Composite fermion pairing theory in single-layer systems

We study the pairing state of composite fermions (CF's) at even denominator Landau level fillings. We introduce the composite fermion operators by the Rajaraman-Sondhi nonunitary transformation. The resulting Hamiltonian has a non-Hermitian term. We show that this non-Hermitian term has the effect of destabilizing composite fermions. However, composite Fermions are stabilized when the short-range Coulomb interaction is strong enough. Projecting into the Hilbert space where composite fermions are stabilized, we derive the effective Hamiltonian for CF's.

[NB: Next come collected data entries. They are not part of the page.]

//! Input discovery and probing.

/// Optional `illustrations.json` manifest.
pub mod manifest;
/// Media probing (`ffprobe`) and the per-run probe cache.
pub mod media;
/// Directory scanning into typed assets.
pub mod scan;
//! Encoder plumbing: typed ffmpeg commands and the subprocess runner behind them.

/// Typed ffmpeg command builder.
pub mod command;
/// Subprocess execution with timeouts, and the [`EncoderBackend`](runner::EncoderBackend) seam.
pub mod runner;
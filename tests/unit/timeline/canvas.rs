use super::*;

fn probed(index: u32, kind: AssetKind, dims: Option<(u32, u32)>) -> Asset {
    let path = match kind {
        AssetKind::StaticImage => format!("images/illustration_{index:02}.png"),
        AssetKind::PrerenderedClip => format!("images/video_{index:02}.mp4"),
    };
    let mut asset = Asset::new(index, kind, path);
    asset.probed_width = dims.map(|d| d.0);
    asset.probed_height = dims.map(|d| d.1);
    asset
}

#[test]
fn clip_dimensions_win_over_earlier_images() {
    let assets = vec![
        probed(1, AssetKind::StaticImage, Some((1024, 1024))),
        probed(2, AssetKind::PrerenderedClip, None),
        probed(3, AssetKind::PrerenderedClip, Some((1920, 1080))),
    ];
    let r = resolve_canvas(&assets, false).unwrap();
    assert_eq!(r.canvas, Canvas::new(1920, 1080, 24).unwrap());
    assert!(matches!(r.source, CanvasSource::Clip { index: 3, .. }));
}

#[test]
fn first_image_is_used_without_clips() {
    let assets = vec![
        probed(1, AssetKind::StaticImage, None),
        probed(2, AssetKind::StaticImage, Some((1023, 767))),
        probed(3, AssetKind::StaticImage, Some((640, 480))),
    ];
    let r = resolve_canvas(&assets, false).unwrap();
    assert_eq!((r.canvas.width, r.canvas.height), (1022, 766));
    assert!(matches!(r.source, CanvasSource::Image { index: 2, .. }));
}

#[test]
fn fallback_is_lenient_unless_strict() {
    let assets = vec![probed(1, AssetKind::StaticImage, None)];
    let r = resolve_canvas(&assets, false).unwrap();
    assert_eq!(r.canvas, FALLBACK_CANVAS);
    assert_eq!(r.source, CanvasSource::Fallback);

    assert!(matches!(
        resolve_canvas(&assets, true),
        Err(StoryreelError::Validation(_))
    ));
}
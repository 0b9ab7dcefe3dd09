use std::path::PathBuf;

use crate::{
    assets::scan::{Asset, AssetKind},
    foundation::{
        core::{Canvas, FALLBACK_CANVAS},
        error::{StoryreelError, StoryreelResult},
    },
};

/// Where the run's canvas dimensions came from.
#[derive(Clone, Debug, PartialEq, Eq, serde::Serialize)]
#[serde(rename_all = "snake_case", tag = "kind")]
pub enum CanvasSource {
    /// First pre-rendered clip with known dimensions.
    Clip {
        /// Asset index.
        index: u32,
        /// Asset path.
        path: PathBuf,
    },
    /// First still image with known dimensions.
    Image {
        /// Asset index.
        index: u32,
        /// Asset path.
        path: PathBuf,
    },
    /// No probeable asset; the hard-coded default was used.
    Fallback,
}

/// The canvas chosen for a run, with its provenance.
#[derive(Clone, Debug, PartialEq, Eq, serde::Serialize)]
pub struct ResolvedCanvas {
    /// Canvas every rendered clip must conform to.
    pub canvas: Canvas,
    /// Provenance.
    pub source: CanvasSource,
}

/// Pick the run canvas: first clip with dimensions, then first image, then 1280x720.
///
/// With `strict`, the fallback is refused instead.
pub fn resolve_canvas(assets: &[Asset], strict: bool) -> StoryreelResult<ResolvedCanvas> {
    if let Some(asset) = first_with_dims(assets, AssetKind::PrerenderedClip)
        && let Some((w, h)) = asset.dimensions()
    {
        let canvas = Canvas::from_source_dims(w, h)?;
        tracing::info!(%canvas, asset = %asset.file_name(), "resolution from clip");
        return Ok(ResolvedCanvas {
            canvas,
            source: CanvasSource::Clip {
                index: asset.index,
                path: asset.path.clone(),
            },
        });
    }

    if let Some(asset) = first_with_dims(assets, AssetKind::StaticImage)
        && let Some((w, h)) = asset.dimensions()
    {
        let canvas = Canvas::from_source_dims(w, h)?;
        tracing::info!(%canvas, asset = %asset.file_name(), "resolution from image");
        return Ok(ResolvedCanvas {
            canvas,
            source: CanvasSource::Image {
                index: asset.index,
                path: asset.path.clone(),
            },
        });
    }

    if strict {
        return Err(StoryreelError::validation(
            "no asset reported usable dimensions and the fallback canvas is disabled",
        ));
    }
    tracing::warn!(canvas = %FALLBACK_CANVAS, "no probeable asset, using fallback resolution");
    Ok(ResolvedCanvas {
        canvas: FALLBACK_CANVAS,
        source: CanvasSource::Fallback,
    })
}

fn first_with_dims(assets: &[Asset], kind: AssetKind) -> Option<&Asset> {
    assets
        .iter()
        .find(|a| a.kind == kind && a.dimensions().is_some())
}

#[cfg(test)]
#[path = "../../tests/unit/timeline/canvas.rs"]
mod tests;
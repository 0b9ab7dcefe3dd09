use rayon::prelude::*;

use crate::{
    foundation::error::{StoryreelError, StoryreelResult},
    pipeline::RunContext,
    render::slide::{RenderedClip, render_slot},
    timeline::plan::Timeline,
};

/// Build the render worker pool; `None` uses rayon's default (available parallelism).
pub fn build_thread_pool(threads: Option<usize>) -> StoryreelResult<rayon::ThreadPool> {
    if let Some(n) = threads
        && n == 0
    {
        return Err(StoryreelError::validation(
            "render 'threads' must be >= 1 when set",
        ));
    }

    let mut builder =
        rayon::ThreadPoolBuilder::new().thread_name(|i| format!("storyreel-render-{i}"));
    if let Some(n) = threads {
        builder = builder.num_threads(n);
    }
    builder
        .build()
        .map_err(|e| anyhow::anyhow!("failed to build rayon thread pool: {e}").into())
}

/// Render every slot on `pool`. Results come back in timeline order; the first failure wins and
/// no further slots are started.
pub fn render_all(
    ctx: &RunContext,
    timeline: &Timeline,
    pool: &rayon::ThreadPool,
) -> StoryreelResult<Vec<RenderedClip>> {
    let total = timeline.len();
    tracing::info!(slots = total, threads = pool.current_num_threads(), "rendering slots");
    pool.install(|| {
        timeline
            .slots()
            .par_iter()
            .map(|slot| render_slot(ctx, slot, total))
            .collect::<StoryreelResult<Vec<_>>>()
    })
}

#[cfg(test)]
#[path = "../../tests/unit/render/pool.rs"]
mod tests;
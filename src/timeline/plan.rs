use crate::{
    assets::scan::{Asset, AssetKind},
    foundation::{
        core::AudioTrack,
        error::{StoryreelError, StoryreelResult},
    },
    motion::zoom::ZoomDirection,
    render::slide::motion_for,
    timeline::alloc::{allocate, clamp_fade, frame_spans},
};

/// Allowed |sum(slots) - audio| before any rendering starts.
pub const SUM_EPSILON_SEC: f64 = 0.01;

/// Scheduling knobs for [`Timeline::build`].
#[derive(Clone, Copy, Debug, PartialEq)]
pub struct PlanOptions {
    /// Requested fade length before clamping.
    pub fade_sec: f64,
    /// Fixed display time of the first slot.
    pub intro_hold_sec: f64,
    /// Fixed display time of the last slot.
    pub outro_hold_sec: f64,
    /// Whether still images get camera motion.
    pub motion: bool,
    /// Output frame rate the slots are cut at.
    pub fps: u32,
}

/// One scheduled interval bound to one asset.
#[derive(Clone, Debug, PartialEq, serde::Serialize)]
pub struct Slot {
    /// 0-based position in the timeline.
    pub position: usize,
    /// Backing asset.
    pub asset: Asset,
    /// Exact display duration in seconds.
    pub allocated_duration: f64,
    /// Frames the rendered clip must contain.
    pub frames: u64,
    /// Fade-in length at the head (0 = none).
    pub fade_in: f64,
    /// Fade-out length at the tail (0 = none).
    pub fade_out: f64,
    /// Camera motion for still images.
    pub motion: Option<ZoomDirection>,
}

/// The ordered schedule. Immutable once built.
#[derive(Clone, Debug, PartialEq, serde::Serialize)]
pub struct Timeline {
    slots: Vec<Slot>,
    audio_duration: f64,
    fade_sec: f64,
}

impl Timeline {
    /// Allocate durations, clamp the fade and attach motion, then check the sum invariant.
    pub fn build(
        assets: Vec<Asset>,
        audio: &AudioTrack,
        opts: &PlanOptions,
    ) -> StoryreelResult<Self> {
        let durations = allocate(
            assets.len(),
            audio.duration,
            opts.intro_hold_sec,
            opts.outro_hold_sec,
        )?;

        if opts.fps == 0 {
            return Err(StoryreelError::validation("timeline fps must be non-zero"));
        }
        let frames = frame_spans(&durations, opts.fps);
        let fade = clamp_fade(opts.fade_sec, &durations);
        if fade < opts.fade_sec {
            tracing::warn!(
                requested = opts.fade_sec,
                effective = fade,
                "fade clamped to 40% of the shortest slot"
            );
        }

        let slots = assets
            .into_iter()
            .zip(durations.into_iter().zip(frames))
            .enumerate()
            .map(|(position, (asset, (allocated_duration, frames)))| {
                let fade_in = match asset.kind {
                    AssetKind::StaticImage => fade,
                    AssetKind::PrerenderedClip => 0.0,
                };
                Slot {
                    position,
                    motion: motion_for(position, asset.kind, opts.motion),
                    asset,
                    allocated_duration,
                    frames,
                    fade_in,
                    fade_out: fade,
                }
            })
            .collect();

        let timeline = Self {
            slots,
            audio_duration: audio.duration,
            fade_sec: fade,
        };
        timeline.check_sum()?;
        Ok(timeline)
    }

    fn check_sum(&self) -> StoryreelResult<()> {
        let total = self.allocated_total();
        if (total - self.audio_duration).abs() > SUM_EPSILON_SEC {
            return Err(StoryreelError::allocation(format!(
                "slot durations sum to {total:.3}s but the audio lasts {:.3}s",
                self.audio_duration
            )));
        }
        Ok(())
    }

    /// Slots in timeline order.
    pub fn slots(&self) -> &[Slot] {
        &self.slots
    }

    /// Number of slots.
    pub fn len(&self) -> usize {
        self.slots.len()
    }

    /// Whether the timeline has no slots.
    pub fn is_empty(&self) -> bool {
        self.slots.is_empty()
    }

    /// Sum of allocated durations.
    pub fn allocated_total(&self) -> f64 {
        self.slots.iter().map(|s| s.allocated_duration).sum()
    }

    /// Audio duration the timeline was built against.
    pub fn audio_duration(&self) -> f64 {
        self.audio_duration
    }

    /// Total frames across all slots.
    pub fn total_frames(&self) -> u64 {
        self.slots.iter().map(|s| s.frames).sum()
    }

    /// Effective (clamped) fade length.
    pub fn fade_sec(&self) -> f64 {
        self.fade_sec
    }
}

#[cfg(test)]
#[path = "../../tests/unit/timeline/plan.rs"]
mod tests;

Based on this Hamiltonian we discuss the condition for pairing of composite fermions within mean-field theory. We show that the pairing condition is satisfied at nu = 5/2 for GaAs/AlGaAs heterojunctions because of the screening effect of the long-range Coulomb interaction induced by the filled Landau levels. We also consider the condition for the pairing state at nu = 3/2 and nu = 1/2. The absence of the pairing state at half filled high Landau levels is understood as the breakdown of composite fermions because of the reduction of the short-range Coulomb interaction. The instability of the nu = 5/2 state against an in-plane magnetic field is also understood as the breakdown of composite fermions. Comparison of the ground state energy reveals the polarization of spins.